PP1421 - Use of Visual Evoked Potentials in Identifying and Managing Concussion Patients

Abstract:
The purpose of this study was to investigate the validity of visual evoked potentials (VEPs) in identifying acute, neurological dysfunction with concussions. VEP testing was completed at rates of 1, 2, and 4 Hz, with low- and high-contrast trials for the 1 Hz rate, across 10 concussion patients and 20 controls. N75, P100, and N145 latencies and N75-P100 interpeak amplitude were measured for each rate. Preliminary results suggest that there is no significant difference in any measure between groups. While visual processing is known to be affected with concussion, VEP measurements may not be a good indicator of processing deficits.

Summary:
Following concussion, patients demonstrate oculomotor pathway dysfunction, with specific difficulties with saccadic eye movements, accommodation, smooth pursuit (tracking), fixation, and sensitivity to light. Currently, there is a lack of accessible and objective tools to assess and monitor concussion recovery. Visual evoked potentials (VEPs) have been assessed as a diagnostic measure for acute head injuries. VEPs are electrical potentials measured with surface electrodes at the level of the visual cortex in response to brief visual stimuli. Previous research on VEPs in concussion management have shown that during the acute phase, there can be up to a 20% N75-P100 amplitude reduction and up to a 4 ms delay. VEPs for management of concussion has been investigated, but the reliability and validity of VEP measurements has not been determined. The purpose of this study was to investigate if VEPs can serve as an objective measure in identifying acute injury and neurological dysfunction in concussion.

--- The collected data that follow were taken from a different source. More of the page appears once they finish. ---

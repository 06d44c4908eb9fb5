//! API response envelope
//!
//! Every API-style endpoint answers `{success, message, data?, errors?}`;
//! `errors` carries the field-level list for validation rejections. The
//! interactive redirect surface does not use this envelope.

use actix_web::HttpResponse;
use actix_web::http::StatusCode;
use serde::Serialize;

use crate::errors::{FieldError, Result, ServiceError};

#[derive(Serialize, Clone, Debug)]
pub struct ApiResponse<T> {
    pub success: bool,
    pub message: String,
    #[serde(skip_serializing_if = "Option::is_none")]
    pub data: Option<T>,
    #[serde(skip_serializing_if = "Option::is_none")]
    pub errors: Option<Vec<FieldError>>,
}

pub fn json_response<T: Serialize>(
    status: StatusCode,
    success: bool,
    message: impl Into<String>,
    data: Option<T>,
    errors: Option<Vec<FieldError>>,
) -> HttpResponse {
    HttpResponse::build(status)
        .append_header(("Content-Type", "application/json; charset=utf-8"))
        .json(ApiResponse {
            success,
            message: message.into(),
            data,
            errors,
        })
}

pub fn success_response<T: Serialize>(message: impl Into<String>, data: T) -> HttpResponse {
    json_response(StatusCode::OK, true, message, Some(data), None)
}

pub fn created_response<T: Serialize>(message: impl Into<String>, data: T) -> HttpResponse {
    json_response(StatusCode::CREATED, true, message, Some(data), None)
}

/// Map a service error to its envelope; validation errors carry fields.
pub fn error_response(err: &ServiceError) -> HttpResponse {
    json_response::<()>(
        err.http_status(),
        false,
        err.message(),
        None,
        err.field_errors().map(|f| f.to_vec()),
    )
}

/// Uniform `Result` → envelope conversion for handlers.
pub fn api_result<T: Serialize>(message: &str, result: Result<T>) -> HttpResponse {
    match result {
        Ok(data) => success_response(message, data),
        Err(e) => error_response(&e),
    }
}
//! Authentication endpoints
//!
//! Local signup/login/logout, current-user lookup, and the entry point for
//! an external identity result. Validation runs before any service call and
//! rejects with the field-level error list.

use actix_web::{HttpResponse, Responder, web};
use serde::{Deserialize, Serialize};
use tracing::info;

use crate::api::cookies::CookieBuilder;
use crate::api::identity::Identity;
use crate::api::jwt::JwtService;
use crate::api::responses::{created_response, error_response, json_response, success_response};
use crate::errors::{FieldError, ServiceError};
use crate::services::{AccountService, ExternalIdentity};
use crate::storage::{Account, Provider};

#[derive(Debug, Deserialize)]
pub struct SignupRequest {
    pub name: String,
    pub email: String,
    pub password: String,
}

#[derive(Debug, Deserialize)]
pub struct LoginRequest {
    pub email: String,
    pub password: String,
}

#[derive(Debug, Deserialize)]
#[serde(rename_all = "camelCase")]
pub struct ExternalIdentityRequest {
    pub external_id: String,
    pub email: String,
    pub name: Option<String>,
    pub avatar: Option<String>,
}

#[derive(Debug, Serialize)]
#[serde(rename_all = "camelCase")]
pub struct UserResponse {
    pub id: String,
    pub name: String,
    pub email: String,
    pub avatar: Option<String>,
    pub provider: Provider,
}

impl From<Account> for UserResponse {
    fn from(account: Account) -> Self {
        Self {
            id: account.id,
            name: account.name,
            email: account.email,
            avatar: account.avatar,
            provider: account.provider,
        }
    }
}

#[derive(Debug, Serialize)]
struct UserEnvelope {
    user: UserResponse,
}

fn looks_like_email(email: &str) -> bool {
    let Some((local, domain)) = email.split_once('@') else {
        return false;
    };
    !local.is_empty() && domain.contains('.') && !domain.starts_with('.') && !domain.ends_with('.')
}

fn validate_signup(req: &SignupRequest) -> Vec<FieldError> {
    let mut errors = Vec::new();
    if req.name.trim().len() < 2 {
        errors.push(FieldError::new("name", "Name must be at least 2 characters"));
    }
    if !looks_like_email(&req.email) {
        errors.push(FieldError::new("email", "Invalid email format"));
    }
    if req.password.len() < 8 {
        errors.push(FieldError::new(
            "password",
            "Password must be at least 8 characters long",
        ));
    }
    errors
}

fn respond_with_session(
    status_created: bool,
    message: &str,
    account: Account,
    jwt: &JwtService,
    cookies: &CookieBuilder,
) -> HttpResponse {
    let token = match jwt.generate_token(&account.id) {
        Ok(token) => token,
        Err(e) => {
            return error_response(&ServiceError::internal(format!(
                "Failed to issue session token: {}",
                e
            )));
        }
    };

    let body = UserEnvelope {
        user: UserResponse::from(account),
    };

    let mut response = if status_created {
        created_response(message, body)
    } else {
        success_response(message, body)
    };

    if let Err(e) = response.add_cookie(&cookies.build_auth_cookie(token)) {
        return error_response(&ServiceError::internal(format!(
            "Failed to attach session cookie: {}",
            e
        )));
    }
    response
}

pub async fn signup(
    payload: web::Json<SignupRequest>,
    accounts: web::Data<AccountService>,
    jwt: web::Data<JwtService>,
    cookies: web::Data<CookieBuilder>,
) -> impl Responder {
    let req = payload.into_inner();

    let field_errors = validate_signup(&req);
    if !field_errors.is_empty() {
        return error_response(&ServiceError::validation(field_errors));
    }

    match accounts
        .signup(req.name.trim(), req.email.trim(), &req.password)
        .await
    {
        Ok(account) => {
            info!("User registered: {}", account.email);
            respond_with_session(
                true,
                "User registered successfully",
                account,
                jwt.get_ref(),
                cookies.get_ref(),
            )
        }
        Err(e) => error_response(&e),
    }
}

pub async fn login(
    payload: web::Json<LoginRequest>,
    accounts: web::Data<AccountService>,
    jwt: web::Data<JwtService>,
    cookies: web::Data<CookieBuilder>,
) -> impl Responder {
    let req = payload.into_inner();

    if req.email.trim().is_empty() || req.password.is_empty() {
        return error_response(&ServiceError::validation(vec![FieldError::new(
            if req.email.trim().is_empty() {
                "email"
            } else {
                "password"
            },
            "This field is required",
        )]));
    }

    match accounts.login(req.email.trim(), &req.password).await {
        Ok(account) => respond_with_session(
            false,
            "User logged in successfully",
            account,
            jwt.get_ref(),
            cookies.get_ref(),
        ),
        Err(e) => error_response(&e),
    }
}

/// Entry point for an external identity result: a provider id plus profile
/// basics. The federation flow that produced it is not this service's
/// concern.
pub async fn external_login(
    payload: web::Json<ExternalIdentityRequest>,
    accounts: web::Data<AccountService>,
    jwt: web::Data<JwtService>,
    cookies: web::Data<CookieBuilder>,
) -> impl Responder {
    let req = payload.into_inner();

    if req.external_id.is_empty() || !looks_like_email(&req.email) {
        return error_response(&ServiceError::bad_request(
            "External identity requires a provider id and an email",
        ));
    }

    let identity = ExternalIdentity {
        external_id: req.external_id,
        email: req.email,
        name: req.name,
        avatar: req.avatar,
    };

    match accounts.external_login(identity).await {
        Ok(account) => respond_with_session(
            false,
            "User logged in successfully",
            account,
            jwt.get_ref(),
            cookies.get_ref(),
        ),
        Err(e) => error_response(&e),
    }
}

pub async fn logout(cookies: web::Data<CookieBuilder>) -> impl Responder {
    let mut response = json_response::<()>(
        actix_web::http::StatusCode::OK,
        true,
        "User logged out successfully",
        None,
        None,
    );
    let _ = response.add_cookie(&cookies.build_expired_auth_cookie());
    response
}

pub async fn current_user(identity: Identity) -> impl Responder {
    success_response(
        "Current user fetched successfully",
        UserEnvelope {
            user: UserResponse::from(identity.account),
        },
    )
}
//! Per-link analytics endpoint, owner-only.

use actix_web::{Responder, web};
use serde::Serialize;

use crate::api::identity::Identity;
use crate::api::responses::{error_response, success_response};
use crate::config::UrlConfig;
use crate::services::{AnalyticsService, LinkSummary};
use crate::storage::Link;

#[derive(Debug, Serialize)]
#[serde(rename_all = "camelCase")]
struct LinkMeta {
    short_url: String,
    original_url: String,
    total_clicks: u64,
    is_password_protected: bool,
    expires_at: Option<chrono::DateTime<chrono::Utc>>,
    active_from: chrono::DateTime<chrono::Utc>,
    created_at: chrono::DateTime<chrono::Utc>,
}

#[derive(Debug, Serialize)]
struct AnalyticsEnvelope {
    link: LinkMeta,
    analytics: LinkSummary,
}

fn link_meta(link: Link, urls: &UrlConfig) -> LinkMeta {
    LinkMeta {
        short_url: urls.short_link(&link.alias),
        original_url: link.target,
        total_clicks: link.click_count,
        is_password_protected: link.is_password_protected,
        expires_at: link.expires_at,
        active_from: link.active_from,
        created_at: link.created_at,
    }
}

/// Aggregate summary for one owned link: total/unique clicks, daily series,
/// device breakdown, plus link metadata.
pub async fn link_analytics(
    identity: Identity,
    alias: web::Path<String>,
    analytics: web::Data<AnalyticsService>,
    urls: web::Data<UrlConfig>,
) -> impl Responder {
    match analytics
        .summarize_for_owner(&alias, &identity.account.id)
        .await
    {
        Ok((link, summary)) => success_response(
            "Analytics fetched successfully",
            AnalyticsEnvelope {
                link: link_meta(link, &urls),
                analytics: summary,
            },
        ),
        Err(e) => error_response(&e),
    }
}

An analysis was completed on pilot study data of 10 participants (6 females, 4 males) with suspected concussion. 20 participants (11 females, 9 males) with no history of head injury served as the control group. All groups included participants greater than 13 years old, with no alcohol consumption within 48 hours of testing, and with corrected visual acuity of 0.00 logMAR (20/20) confirmed with Snellen chart. 

VEP testing and analysis was completed with the Nicolet Viking clinical evoked potential system with the Nicolet 2015 Visual Stimulator. The stimulus was a small red target positioned against a full-field back and white checkerboard pattern. The stimulus was presented at the following repetition rates: 1 Hz, 2 Hz, and 4 Hz. There was a second 1 Hz condition performed with low contrast (20% contrast). All other conditions were high contrast at 90%. Two trials were run at each rate and the responses were averaged between these trials for each condition. Outcome measures included N75, P100, and N145 latencies along with the N75-P100 interpeak amplitude for each stimulus repetition rate.

Data was analyzed using repeated measures of analysis of variance (ANOVA) models with additional descriptive statistics. Preliminary results suggest that there is no significant difference in any VEP outcome measure between groups. There was no difference between repetition rates, as well. This was contrary to hypothesized results, which suspected that the neural system would break down under stress in concussion patients.

Visual processing is known to be affected in concussions, but VEP measurements may not be a good indicator of processing deficits. This study indicates that there is not a clear pattern between current objective measures of the visual pathway and functional performance. This limits assessment tools to functional measures with oculomotor testing and dynamic visual acuity testing. Further research into alternative evoked potential measures for concussion is necessary. Measures that can determine significant changes along the visual pathway following injury will allow for the development of rapid, easy-to-use biomarkers for acute concussion management.